What Happened: In an assessment released on Tuesday, VanEck professionals flagged recession risk, demand shocks and currency instability as key drivers of short-term market volatility, warning that continued escalation could severely damage investor sentiment and global capital flows.
"These tariffs are much higher and worse than expected," said Roland Morris, VanEck's portfolio manager for commodities. "The outlook for global growth has collapsed."
Bitcoin BTC/USD, for example, dipped from aggressively following the announcement, though VanEck noted that the digital asset continues to outperform traditional indexes like the Nasdaq.

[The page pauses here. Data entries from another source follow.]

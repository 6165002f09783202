//! Universal media playback coordination.
//!
//! Facade crate assembling the playback core from its workspace parts:
//!
//! - [`core_player`] — coordinator state machine, adapter contract,
//!   embed/link resolution, rendering-host protocol, display smoothing
//! - [`core_layout`] — persisted, viewport-clamped window geometry
//! - [`core_runtime`] — configuration, event bus, logging setup
//! - [`provider_embed`] / [`provider_connect`] — the two adapter families
//! - [`bridge_traits`] — host-implemented boundaries (storage,
//!   credentials, the rendering-host channel, clocks)
//!
//! [`StandardAdapterFactory`] implements the production adapter selection
//! policy, and [`PlayerRuntime::assemble`] wires a full coordinator from a
//! validated [`CoreConfig`].

use std::sync::Arc;

use async_trait::async_trait;
use tokio::sync::Mutex;
use tokio::task::JoinHandle;

pub use bridge_traits;
pub use core_layout;
pub use core_player;
pub use core_runtime;
pub use provider_connect;
pub use provider_embed;

use bridge_traits::clock::{Clock, SystemClock};
use bridge_traits::credentials::CredentialSource;
use core_layout::{LayoutStore, Viewport};
use core_player::adapter::{AdapterFactory, AdapterSink, ProviderAdapter};
use core_player::capability::capability_for;
use core_player::error::{PlayerError, Result};
use core_player::host_link::{spawn_flush_task, HostLink};
use core_player::types::PlaybackRequest;
use core_player::PlaybackCoordinator;
use core_runtime::config::CoreConfig;
use core_runtime::events::EventBus;
use provider_connect::{ConnectAdapter, ConnectSdk};
use provider_embed::EmbedAdapter;

/// Production adapter selection policy.
///
/// Premium providers get the native-SDK path on the first attempt and the
/// preview embed on the degraded retry; embeddable providers get the embed
/// path directly. Link-only providers never reach the factory (the
/// coordinator surfaces their deep link instead), so a request for one here
/// is a capability mismatch.
pub struct StandardAdapterFactory {
    host_link: Arc<Mutex<HostLink>>,
    sdk: Arc<dyn ConnectSdk>,
    credentials: Arc<dyn CredentialSource>,
    clock: Arc<dyn Clock>,
    user_id: String,
    poll_interval: std::time::Duration,
    negotiation_timeout: std::time::Duration,
}

#[async_trait]
impl AdapterFactory for StandardAdapterFactory {
    async fn create(
        &self,
        request: &PlaybackRequest,
        degraded: bool,
        sink: AdapterSink,
    ) -> Result<Box<dyn ProviderAdapter>> {
        let capability = capability_for(&request.provider);

        if capability.requires_premium_session && !degraded {
            let adapter = ConnectAdapter::new(
                Arc::clone(&self.sdk),
                Arc::clone(&self.credentials),
                Arc::clone(&self.clock),
                self.user_id.clone(),
                sink,
            )
            .with_poll_interval(self.poll_interval)
            .with_negotiation_timeout(self.negotiation_timeout);
            return Ok(Box::new(adapter));
        }

        if capability.embeddable {
            let seekable = capability.seekable_in_embed && !degraded;
            return Ok(Box::new(EmbedAdapter::new(
                request.provider.clone(),
                seekable,
                Arc::clone(&self.host_link),
                sink,
            )));
        }

        Err(PlayerError::CapabilityMismatch {
            provider: request.provider.to_string(),
            operation: "playback".to_string(),
        })
    }
}

/// A fully wired playback core.
pub struct PlayerRuntime {
    pub coordinator: PlaybackCoordinator,
    pub layout: LayoutStore,
    events: EventBus,
    host_link: Arc<Mutex<HostLink>>,
    flush_task: JoinHandle<()>,
}

impl PlayerRuntime {
    /// Assemble a runtime from a validated configuration.
    ///
    /// `user_id` identifies the user towards the credential manager;
    /// `viewport` is the initial window bounds for layout clamping. Call
    /// [`LayoutStore::load`] afterwards to rehydrate persisted geometry.
    pub fn assemble(
        config: CoreConfig,
        sdk: Arc<dyn ConnectSdk>,
        user_id: impl Into<String>,
        viewport: Viewport,
    ) -> Self {
        let events = EventBus::new(config.event_buffer_size);
        let host_link = Arc::new(Mutex::new(HostLink::new(Arc::clone(&config.host_channel))));
        let flush_task = spawn_flush_task(&host_link);

        let factory = Arc::new(StandardAdapterFactory {
            host_link: Arc::clone(&host_link),
            sdk,
            credentials: Arc::clone(&config.credential_source),
            clock: Arc::new(SystemClock),
            user_id: user_id.into(),
            poll_interval: config.status_poll_interval,
            negotiation_timeout: config.negotiation_timeout,
        });

        let coordinator = PlaybackCoordinator::new(factory, events.clone());
        let layout = LayoutStore::new(Arc::clone(&config.settings_store), events.clone(), viewport);

        Self {
            coordinator,
            layout,
            events,
            host_link,
            flush_task,
        }
    }

    pub fn events(&self) -> EventBus {
        self.events.clone()
    }

    /// The shared sender side of the rendering-host channel.
    pub fn host_link(&self) -> Arc<Mutex<HostLink>> {
        Arc::clone(&self.host_link)
    }
}

impl Drop for PlayerRuntime {
    fn drop(&mut self) {
        self.flush_task.abort();
    }
}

Still, the broader message from VanEck is that tariffs have revived trade war uncertainty and weakened the dollar, conditions that have historically influenced asset behavior in multiple sectors.
"The Trump administration's April 2 tariff package has reignited global trade tensions and increased the risk of monetary fragmentation," wrote Matthew Sigel, Head of Digital Assets Research.
He added that interest in Bitcoin as a neutral settlement tool is no longer theoretical—citing examples of energy transactions being settled in crypto in China, Russia, and Bolivia.
In commodities, the UBS Constant Maturity Commodity Index dropped 6% in two days post-tariff, with copper alone falling 14%.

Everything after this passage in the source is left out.